Educate patient/family on the regimen, side effects, and reporting uncontrolled pain promptly. Empowers patient/family to actively participate in management, leading to better control and adherence.
II. Nursing Diagnosis: Risk for Infection (Spread or Exacerbation)

Related to inadequate primary defenses (broken skin, draining sinuses) and presence of necrotic tissue.

Intervention Rationale
Maintain strict aseptic technique: meticulous hand hygiene and sterile technique for wound care, dressings, and IV site maintenance. Prevents introduction of new pathogens and cross-contamination.
Monitor for signs: regularly assess wound sites and sinuses for redness, warmth, purulent drainage, and monitor vital signs for fever/tachycardia. Early detection allows for prompt intervention to prevent spread or worsening of infection.
Administer antibiotics exactly as prescribed (IV or oral) at correct dose and frequency. Monitor for therapeutic effects and reactions.
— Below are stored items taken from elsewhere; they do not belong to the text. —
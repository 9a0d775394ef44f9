//! Two-pass signing of assembled archives.
//!
//! The signer runs once over the assembled archive, the trailer it leaves behind
//! is repaired, and the signer runs again in update mode. The archive handle
//! types make the order explicit: only an [`Archive<FinalSigned>`] can be
//! published.
//!
//! # Module Organization
//!
//! - `archive` - stage-typed archive handles
//! - `signer` - [`ArchiveSigner`] and the jar-based [`ZipSignerJar`]
//! - `adjust` - [`StructuralAdjuster`], the built-in [`TrailerAdjuster`] and
//!   the external [`ZipAdjustTool`]
//! - `pipeline` - [`SigningPipeline`]

mod adjust;
mod archive;
mod pipeline;
mod signer;

pub use adjust::{
    Adjuster, StructuralAdjuster, TrailerAdjuster, TrailerFix, ZipAdjustTool, adjust_trailer,
};
pub use archive::{Adjusted, Archive, FinalSigned, Signed, Stage, Unsigned};
pub use pipeline::SigningPipeline;
pub use signer::{ArchiveSigner, ZipSignerJar};
//! Bundle orchestration and coordination.
//!
//! This module provides the main [`Bundler`] orchestrator that turns prebuilt
//! artifacts into signed flashable packages.
//!
//! # Overview
//!
//! For each package the bundler:
//! 1. Gathers the required artifacts from [`Settings`](crate::bundler::Settings)
//! 2. Lays out and assembles the unsigned archive
//! 3. Runs the signing pipeline and publishes the result
//! 4. Returns a [`BundledPackage`] with size and checksum
//!
//! # Module Organization
//!
//! - [`checksum`] - SHA256 checksum calculation for packages
//! - [`orchestrator`] - Main [`Bundler`] struct and bundling operations
//! - [`signing`] - Signing pipeline setup and preflight checks
//! - [`tool_detection`] - External tool availability checking

mod checksum;
mod orchestrator;
mod signing;
mod tool_detection;

pub use checksum::calculate_sha256;
pub use orchestrator::{BundledPackage, Bundler, PackedEntry, clean};
pub use signing::setup_signing;
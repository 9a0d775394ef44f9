//! Prebuilt inputs of a flashable package.
//!
//! An [`ArtifactSet`] is gathered once per package from the paths in
//! [`Settings`]. Every required path is checked before a single byte is read, so a
//! missing binary is reported before any archive exists.

use crate::bundler::{
    error::{Error, ErrorExt, Producer, Result},
    settings::{Arch, Settings},
};
use std::{
    fmt,
    path::{Path, PathBuf},
};

/// Native binaries built once per architecture.
#[derive(Clone, Copy, Debug, PartialEq, Eq, Hash)]
pub enum NativeBinary {
    /// Early init replacement
    MagiskInit,
    /// Boot image tool
    MagiskBoot,
    /// Minimal base64/xz decoder used by the bootstrap script
    B64Xz,
    /// General purpose utility binary
    Busybox,
}

impl NativeBinary {
    /// File name in the build output and in the archive.
    pub fn file_name(self) -> &'static str {
        match self {
            NativeBinary::MagiskInit => "magiskinit",
            NativeBinary::MagiskBoot => "magiskboot",
            NativeBinary::B64Xz => "b64xz",
            NativeBinary::Busybox => "busybox",
        }
    }
}

/// Identity of one required input.
#[derive(Clone, Debug, PartialEq, Eq, Hash)]
pub enum ArtifactId {
    /// `out/<arch>/<binary>`
    Binary(NativeBinary, Arch),
    /// The application package for the configured flavor.
    Apk,
    /// `scripts/<name>`
    Script(&'static str),
    /// A file at the same relative path in the tree and in the archive.
    Prebuilt(&'static str),
}

impl ArtifactId {
    /// Name used in logs and errors.
    pub fn logical_name(&self) -> &'static str {
        match self {
            ArtifactId::Binary(binary, _) => binary.file_name(),
            ArtifactId::Apk => "magisk.apk",
            ArtifactId::Script(name) | ArtifactId::Prebuilt(name) => *name,
        }
    }

    /// Architecture, for native binaries.
    pub fn arch(&self) -> Option<Arch> {
        match self {
            ArtifactId::Binary(_, arch) => Some(*arch),
            _ => None,
        }
    }

    /// Build step that produces this input.
    pub fn producer(&self) -> Producer {
        match self {
            ArtifactId::Binary(..) => Producer::Binary,
            ArtifactId::Apk => Producer::Apk,
            ArtifactId::Script(_) | ArtifactId::Prebuilt(_) => Producer::SourceTree,
        }
    }

    /// Location on disk.
    pub fn path(&self, settings: &Settings) -> PathBuf {
        match self {
            ArtifactId::Binary(binary, arch) => settings.binary_path(*arch, binary.file_name()),
            ArtifactId::Apk => settings.apk_path(),
            ArtifactId::Script(name) => settings.script_path(name),
            ArtifactId::Prebuilt(relative) => settings.source_path(relative),
        }
    }
}

impl fmt::Display for ArtifactId {
    fn fmt(&self, f: &mut fmt::Formatter<'_>) -> fmt::Result {
        match self.arch() {
            Some(arch) => write!(f, "{} ({arch})", self.logical_name()),
            None => f.write_str(self.logical_name()),
        }
    }
}

/// A prebuilt input read into memory.
#[derive(Clone, Debug)]
pub struct Artifact {
    id: ArtifactId,
    bytes: Vec<u8>,
    source_path: PathBuf,
}

impl Artifact {
    /// Wraps bytes that were read from `source_path`.
    pub fn new(id: ArtifactId, bytes: Vec<u8>, source_path: impl Into<PathBuf>) -> Self {
        Self {
            id,
            bytes,
            source_path: source_path.into(),
        }
    }

    /// Identity of the artifact.
    pub fn id(&self) -> &ArtifactId {
        &self.id
    }

    /// Name used in logs and errors.
    pub fn logical_name(&self) -> &'static str {
        self.id.logical_name()
    }

    /// Architecture, for native binaries.
    pub fn arch(&self) -> Option<Arch> {
        self.id.arch()
    }

    /// File contents.
    pub fn bytes(&self) -> &[u8] {
        &self.bytes
    }

    /// Where the bytes came from.
    pub fn source_path(&self) -> &Path {
        &self.source_path
    }
}

/// Immutable collection of the inputs of one package.
#[derive(Clone, Debug, Default)]
pub struct ArtifactSet {
    artifacts: Vec<Artifact>,
}

impl ArtifactSet {
    /// Reads every artifact in `required`.
    ///
    /// # Errors
    ///
    /// Returns [`Error::MissingArtifact`] for the first path (in `required` order)
    /// that is not a regular file. Nothing is read until all paths are present.
    pub async fn gather(settings: &Settings, required: &[ArtifactId]) -> Result<Self> {
        let mut located = Vec::with_capacity(required.len());

        for id in required {
            let path = id.path(settings);
            let is_file = tokio::fs::metadata(&path)
                .await
                .map(|m| m.is_file())
                .unwrap_or(false);

            if !is_file {
                return Err(Error::MissingArtifact {
                    path,
                    producer: id.producer(),
                });
            }
            located.push((id.clone(), path));
        }

        let mut artifacts = Vec::with_capacity(located.len());
        for (id, path) in located {
            let bytes = tokio::fs::read(&path)
                .await
                .fs_context("reading artifact", &path)?;
            log::debug!("Read {} from {} ({} bytes)", id, path.display(), bytes.len());
            artifacts.push(Artifact::new(id, bytes, path));
        }

        Ok(Self { artifacts })
    }

    /// Builds a set from artifacts that are already in memory.
    pub fn from_artifacts(artifacts: impl IntoIterator<Item = Artifact>) -> Self {
        Self {
            artifacts: artifacts.into_iter().collect(),
        }
    }

    /// Looks up an artifact by identity.
    pub fn get(&self, id: &ArtifactId) -> Option<&Artifact> {
        self.artifacts.iter().find(|a| a.id() == id)
    }

    /// Looks up a native binary.
    pub fn binary(&self, binary: NativeBinary, arch: Arch) -> Option<&Artifact> {
        self.get(&ArtifactId::Binary(binary, arch))
    }

    /// Artifacts in gathering order.
    pub fn iter(&self) -> impl Iterator<Item = &Artifact> {
        self.artifacts.iter()
    }

    /// Number of artifacts.
    pub fn len(&self) -> usize {
        self.artifacts.len()
    }

    /// Whether the set is empty.
    pub fn is_empty(&self) -> bool {
        self.artifacts.is_empty()
    }
}

#[cfg(test)]
mod tests {
    use super::*;
    use crate::bundler::SettingsBuilder;

    fn write(root: &Path, relative: &str, contents: &[u8]) {
        let path = root.join(relative);
        std::fs::create_dir_all(path.parent().unwrap()).unwrap();
        std::fs::write(path, contents).unwrap();
    }

    #[tokio::test]
    async fn gathers_in_requested_order() {
        let dir = tempfile::tempdir().unwrap();
        write(dir.path(), "out/armeabi-v7a/busybox", b"bb-arm");
        write(dir.path(), "scripts/boot_patch.sh", b"#!/bin/sh\n");
        let settings = SettingsBuilder::new().root(dir.path()).build().unwrap();

        let required = [
            ArtifactId::Script("boot_patch.sh"),
            ArtifactId::Binary(NativeBinary::Busybox, Arch::Arm),
        ];
        let set = ArtifactSet::gather(&settings, &required).await.unwrap();

        let names: Vec<_> = set.iter().map(|a| a.logical_name()).collect();
        assert_eq!(names, ["boot_patch.sh", "busybox"]);
        assert_eq!(
            set.binary(NativeBinary::Busybox, Arch::Arm).unwrap().bytes(),
            b"bb-arm"
        );
        assert!(set.binary(NativeBinary::Busybox, Arch::X86).is_none());
    }

    #[tokio::test]
    async fn reports_first_missing_artifact_with_its_producer() {
        let dir = tempfile::tempdir().unwrap();
        write(dir.path(), "scripts/boot_patch.sh", b"#!/bin/sh\n");
        let settings = SettingsBuilder::new().root(dir.path()).build().unwrap();

        let required = [
            ArtifactId::Script("boot_patch.sh"),
            ArtifactId::Binary(NativeBinary::MagiskInit, Arch::X64),
            ArtifactId::Apk,
        ];
        let err = ArtifactSet::gather(&settings, &required).await.unwrap_err();

        match err {
            Error::MissingArtifact { path, producer } => {
                assert_eq!(path, dir.path().join("out/x86_64/magiskinit"));
                assert_eq!(producer, Producer::Binary);
            }
            other => panic!("unexpected error: {other}"),
        }
    }

    #[tokio::test]
    async fn directories_do_not_count_as_artifacts() {
        let dir = tempfile::tempdir().unwrap();
        std::fs::create_dir_all(dir.path().join("out/app-debug.apk")).unwrap();
        let settings = SettingsBuilder::new().root(dir.path()).build().unwrap();

        let err = ArtifactSet::gather(&settings, &[ArtifactId::Apk])
            .await
            .unwrap_err();
        assert!(matches!(
            err,
            Error::MissingArtifact {
                producer: Producer::Apk,
                ..
            }
        ));
    }
}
Eradicates the causative organisms and prevents bacterial proliferation.
Provide meticulous wound care: cleanse as ordered, apply sterile dressings, and use skin barriers for draining sinuses. Promotes a clean wound environment, absorbs exudate, and prevents skin breakdown.
Optimize nutritional status: encourage high-protein, high-calorie diet with adequate Vitamin C and Zinc. Adequate nutrition is essential for immune function, tissue repair, and wound healing.
III. Nursing Diagnosis: Impaired Physical Mobility

Related to pain, bone destruction, and activity restrictions (e.g., non-weight bearing).

Intervention Rationale
Assess functional mobility: evaluate current level of mobility, strength, and ability to perform ADLs. Establishes a baseline for care planning and identifies specific areas of limitation.
Assist with position changes: reposition patient every 2 hours, ensuring body alignment and supporting the affected limb. Prevents complications of immobility (pressure ulcers, contractures) and protects the affected bone.
Encourage ROM exercises: passive ROM on unaffected joints; perform active ROM on unaffected limbs. Perform ROM on affected limb only if prescribed. Maintains joint flexibility, prevents stiffness, and preserves muscle strength.
Provide assistive devices: instruct on safe use of crutches, walkers, or wheelchairs with proper fitting. Promotes independence within safe limits and reduces the risk of injury.
Collaborate with PT/OT for prescribed exercises, strength training, and functional retraining. Specialized therapists develop individualized programs to maximize recovery of strength and mobility.
IV. Nursing Diagnosis: Inadequate health Knowledge

Related to lack of exposure and misinterpretation of information regarding prolonged treatment.

Intervention Rationale
Assess current knowledge: ask what they know about osteomyelitis, treatment, and home care. Identify specific gaps or misconceptions. Tailors education to the individual's needs and current understanding.
Provide comprehensive information: explain disease process, cause, importance of prolonged treatment, and signs/symptoms to report. Increases understanding, promoting adherence and empowering self-management.
Educate on medication: provide detailed written/verbal instructions on antibiotics (name, dose, frequency, importance of completion). Ensures safe and effective administration and adherence, crucial for eradicating infection.
Teach wound care: demonstrate hand hygiene, sterile dressing changes, and signs of wound infection. Allow for return demonstration. Equips patient/family with practical skills for home care and early recognition of complications.
Explain activity restrictions: clearly communicate weight-bearing restrictions and follow-up schedules. Prevents re-injury, supports rehabilitation, and ensures continuity of care.
Discharge Planning:
  1. Start Early: Anticipate discharge needs from admission.
  2. Home Care Coordination: Arrange home health services for IV antibiotics, wound care, or PT.
  3. Equipment Needs: Order crutches, walker, or hospital bed.
  4. Follow-up Appointments: Ensure all physician and lab appointments are scheduled and confirmed.